1.2.8 If people choose not to take up the immediate offer of a test, tell them about nearby testing services and how to get self-sampling kits

Wording changes have been made for clarification. Wording merged with that of recommendation 7 in PH34.

Wording to describe population has been changed as the updated guideline has a broader population

Self-sampling has been added to the updated guideline.

This bullet point has been removed:

  • People who regularly engage in high-risk sexual behaviour or inject drugs (whatever their test result) are offered behavioural or health promotion interventions (for example, advice on safer sex or injecting, training in negotiating skills and providing condoms).

Recommendations from NICE guideline PH34 that have been amended

Recommendation in 2011 guideline

Recommendation in current guideline

Reason for change

Promoting HIV testing among men who have sex with men

  • Ensure interventions to increase the uptake of HIV testing are hosted by, or advertised at, venues that encourage or facilitate sex between men (such as some saunas or websites). This is in addition to general, community-based HIV health promotion (for example, at GP surgeries and in other locations such as bars).

  • Promote HIV testing when delivering sexual health promotion and HIV prevention interventions to men who have sex with men. This can be carried out in person (using printed publications such as leaflets, booklets and posters) or via electronic media.

  • Ensure that health promotion material about HIV testing encourages all sexually active men who have sex with men to test for HIV at least annually[1]. Testing should be presented as an empowering and responsible act. Promotional material could focus on getting tested at key life stages, such as at the beginning of a new relationship or when changing sexual partner.

  • Ensure health promotion material presents a positive test result as a route into treatment and a way to avoid complications and serious illness in the future. In addition, it should aim to reduce the stigma associated with HIV testing and living with HIV, both among men who have sex with men and among health professionals. It should also dispel any myths about the need to disclose HIV status for insurance or legal purposes.

  • Ensure health promotion material includes information on how and where to access HIV testing locally. It should also provide up-to-date information on modern HIV tests, in particular, the availability of POCT. In addition, it should highlight the significantly reduced 'window period'[5] resulting from the introduction of newer tests such as 'fourth generation' p24 antigen testing (if these tests are available).

[1] British HIV Association, British Association of Sexual Health and HIV, British Infection Society (2008) UK national guidelines for HIV testing 2008. London: British HIV Association.

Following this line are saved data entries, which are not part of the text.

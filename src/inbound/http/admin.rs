//! Admin HTTP handlers. Every route requires the admin role.
//!
//! ```text
//! GET    /api/admin/users
//! PUT    /api/admin/users/{id}/role
//! DELETE /api/admin/users/{id}
//! GET    /api/admin/stats
//! ```

use actix_web::{delete, get, put, web, HttpResponse};
use serde::{Deserialize, Serialize};
use serde_json::json;
use utoipa::ToSchema;

use crate::domain::auth::ensure_admin;
use crate::domain::{Error, Role};
use crate::inbound::http::identity::{authenticate, BearerToken};
use crate::inbound::http::recipes::RecipeResponse;
use crate::inbound::http::reviews::ReviewResponse;
use crate::inbound::http::state::HttpState;
use crate::inbound::http::users::{parse_user_id, UserResponse};
use crate::inbound::http::validation::require_text;
use crate::inbound::http::ApiResult;

/// Number of recent items included in the stats payload.
const RECENT_LIMIT: usize = 3;

#[derive(Debug, Deserialize, ToSchema)]
#[serde(rename_all = "camelCase")]
pub struct ChangeRoleRequest {
    pub role: Option<String>,
}

#[derive(Debug, Serialize, ToSchema)]
#[serde(rename_all = "camelCase")]
pub struct UserStats {
    pub total: u64,
    pub admins: u64,
}

#[derive(Debug, Serialize, ToSchema)]
#[serde(rename_all = "camelCase")]
pub struct RecipeStats {
    pub total: u64,
    pub recent: Vec<RecipeResponse>,
}

#[derive(Debug, Serialize, ToSchema)]
#[serde(rename_all = "camelCase")]
pub struct ReviewStats {
    pub total: u64,
    pub recent: Vec<ReviewResponse>,
}

/// Site-wide totals plus the most recent recipes and reviews.
#[derive(Debug, Serialize, ToSchema)]
#[serde(rename_all = "camelCase")]
pub struct StatsResponse {
    pub users: UserStats,
    pub recipes: RecipeStats,
    pub reviews: ReviewStats,
}

/// List every account, oldest first.
#[utoipa::path(
    get,
    path = "/api/admin/users",
    responses(
        (status = 200, description = "All accounts", body = [UserResponse]),
        (status = 401, description = "Unauthorised", body = Error),
        (status = 403, description = "Admin access required", body = Error)
    ),
    tags = ["admin"]
)]
#[get("/users")]
pub async fn list_users(
    state: web::Data<HttpState>,
    token: BearerToken,
) -> ApiResult<HttpResponse> {
    let caller = authenticate(&state, &token).await?;
    ensure_admin(&caller)?;
    let users = state.users.list().await?;
    let body: Vec<UserResponse> = users.iter().map(UserResponse::from).collect();
    Ok(HttpResponse::Ok().json(body))
}

/// Change an account's role.
#[utoipa::path(
    put,
    path = "/api/admin/users/{id}/role",
    params(("id" = String, Path, description = "User identifier")),
    request_body = ChangeRoleRequest,
    responses(
        (status = 200, description = "Updated account", body = UserResponse),
        (status = 400, description = "Invalid role", body = Error),
        (status = 401, description = "Unauthorised", body = Error),
        (status = 403, description = "Admin access required", body = Error),
        (status = 404, description = "User not found", body = Error)
    ),
    tags = ["admin"]
)]
#[put("/users/{id}/role")]
pub async fn change_role(
    state: web::Data<HttpState>,
    token: BearerToken,
    path: web::Path<String>,
    payload: web::Json<ChangeRoleRequest>,
) -> ApiResult<HttpResponse> {
    let caller = authenticate(&state, &token).await?;
    ensure_admin(&caller)?;

    let id = parse_user_id(&path.into_inner())?;
    let raw_role = require_text(payload.into_inner().role, "role")?;
    let role = raw_role.parse::<Role>().map_err(|_| {
        Error::invalid_request("Invalid role").with_details(json!({
            "field": "role",
            "value": raw_role,
            "code": "invalid_role",
        }))
    })?;

    let mut user = state
        .users
        .find_by_id(&id)
        .await?
        .ok_or_else(|| Error::not_found("User not found"))?;
    user.role = role;
    user.updated_at = chrono::Utc::now();
    state.users.update(&user).await?;
    Ok(HttpResponse::Ok().json(UserResponse::from(&user)))
}

/// Delete an account. Admins cannot delete their own account, so the
/// system never loses its last administrator to a stray click.
#[utoipa::path(
    delete,
    path = "/api/admin/users/{id}",
    params(("id" = String, Path, description = "User identifier")),
    responses(
        (status = 200, description = "Account deleted"),
        (status = 400, description = "Cannot delete own account", body = Error),
        (status = 401, description = "Unauthorised", body = Error),
        (status = 403, description = "Admin access required", body = Error),
        (status = 404, description = "User not found", body = Error)
    ),
    tags = ["admin"]
)]
#[delete("/users/{id}")]
pub async fn delete_user(
    state: web::Data<HttpState>,
    token: BearerToken,
    path: web::Path<String>,
) -> ApiResult<HttpResponse> {
    let caller = authenticate(&state, &token).await?;
    ensure_admin(&caller)?;

    let id = parse_user_id(&path.into_inner())?;
    if id == caller.id {
        return Err(Error::invalid_request("You cannot delete your own account"));
    }
    if state.users.find_by_id(&id).await?.is_none() {
        return Err(Error::not_found("User not found"));
    }
    state.users.delete(&id).await?;
    Ok(HttpResponse::Ok().json(json!({ "message": "User deleted successfully" })))
}

/// Site-wide statistics.
#[utoipa::path(
    get,
    path = "/api/admin/stats",
    responses(
        (status = 200, description = "Totals and recent activity", body = StatsResponse),
        (status = 401, description = "Unauthorised", body = Error),
        (status = 403, description = "Admin access required", body = Error)
    ),
    tags = ["admin"]
)]
#[get("/stats")]
pub async fn stats(state: web::Data<HttpState>, token: BearerToken) -> ApiResult<HttpResponse> {
    let caller = authenticate(&state, &token).await?;
    ensure_admin(&caller)?;

    let recent_recipes = state.recipes.recent(RECENT_LIMIT).await?;
    let recent_reviews = state.reviews.recent(RECENT_LIMIT).await?;
    let body = StatsResponse {
        users: UserStats {
            total: state.users.count().await?,
            admins: state.users.count_by_role(Role::Admin).await?,
        },
        recipes: RecipeStats {
            total: state.recipes.count().await?,
            recent: recent_recipes.iter().map(RecipeResponse::from).collect(),
        },
        reviews: ReviewStats {
            total: state.reviews.count().await?,
            recent: recent_reviews.iter().map(ReviewResponse::from).collect(),
        },
    };
    Ok(HttpResponse::Ok().json(body))
}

[5] The window period is the time between infection and when antibodies to the virus are detectable by a test. Depending on the type of test it can take up to 3 months, although fourth generation testing can detect the virus much sooner.

(recommendation 2)

1.3.2 Produce promotional material tailored to the needs of local communities. It should:

  • provide information about HIV infection and transmission, the benefits of HIV testing and the availability of treatment

  • emphasise that early diagnosis is not only a route into treatment and a way to avoid complications and reduce serious illness in the future, but also reduces onward transmission

  • detail how and where to access local HIV testing services, including services offering POCT and self-sampling and sexual health clinics

  • dispel common misconceptions about HIV diagnosis and treatment

  • present testing as a responsible act by focusing on trigger points, such as the beginning of a new relationship or change of sexual partner, or on the benefits of knowing one's HIV status

  • address the needs of non-English-speaking communities, for example through translated and culturally sensitive information.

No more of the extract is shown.